■ Extracted entries ■
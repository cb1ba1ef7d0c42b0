//! Weighted multi-criteria scoring of vendor packages
//!
//! Each required category's options are scored per dimension by min-max
//! normalization, combined by sub-weights, and trimmed to the best few. Every
//! combination of one option per category then becomes a [`Package`] scored
//! by category importance.
//!
//! [`Package`]: crate::domain::Package

mod engine;
mod normalize;

pub use engine::ScoringEngine;
pub use normalize::{normalize, raw_signal};

use serde::{Deserialize, Serialize};
use thiserror::Error;

use crate::error::ValidationError;

/// Errors from scoring
#[derive(Debug, Clone, PartialEq, Eq, Error)]
pub enum ScoringError {
    #[error("Invalid weights: {0}")]
    InvalidWeights(ValidationError),
}

/// Limits on package generation
#[derive(Debug, Clone, PartialEq, Eq, Serialize, Deserialize)]
#[serde(default)]
pub struct ScoringConfig {
    /// Best options kept per category before combining
    #[serde(rename = "max-options-per-category")]
    pub max_options_per_category: usize,

    /// Packages kept after sorting
    #[serde(rename = "max-packages")]
    pub max_packages: usize,
}

impl Default for ScoringConfig {
    fn default() -> Self {
        Self {
            max_options_per_category: 8,
            max_packages: 50,
        }
    }
}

■ Activity ■
Every line of the listing should be printed again exactly.

■ Response area ■
repository cb1ba1ef7d0c42b0
//! Weighted multi-criteria scoring of vendor packages
//!
//! Each required category's options are scored per dimension by min-max
//! normalization, combined by sub-weights, and trimmed to the best few. Every
//! combination of one option per category then becomes a [`Package`] scored
//! by category importance.
//!
//! [`Package`]: crate::domain::Package

mod engine;
mod normalize;

pub use engine::ScoringEngine;
pub use normalize::{normalize, raw_signal};

use serde::{Deserialize, Serialize};
use thiserror::Error;

use crate::error::ValidationError;

/// Errors from scoring
#[derive(Debug, Clone, PartialEq, Eq, Error)]
pub enum ScoringError {
    #[error("Invalid weights: {0}")]
    InvalidWeights(ValidationError),
}

/// Limits on package generation
#[derive(Debug, Clone, PartialEq, Eq, Serialize, Deserialize)]
#[serde(default)]
pub struct ScoringConfig {
    /// Best options kept per category before combining
    #[serde(rename = "max-options-per-category")]
    pub max_options_per_category: usize,

    /// Packages kept after sorting
    #[serde(rename = "max-packages")]
    pub max_packages: usize,
}

impl Default for ScoringConfig {
    fn default() -> Self {
        Self {
            max_options_per_category: 8,
            max_packages: 50,
        }
    }
}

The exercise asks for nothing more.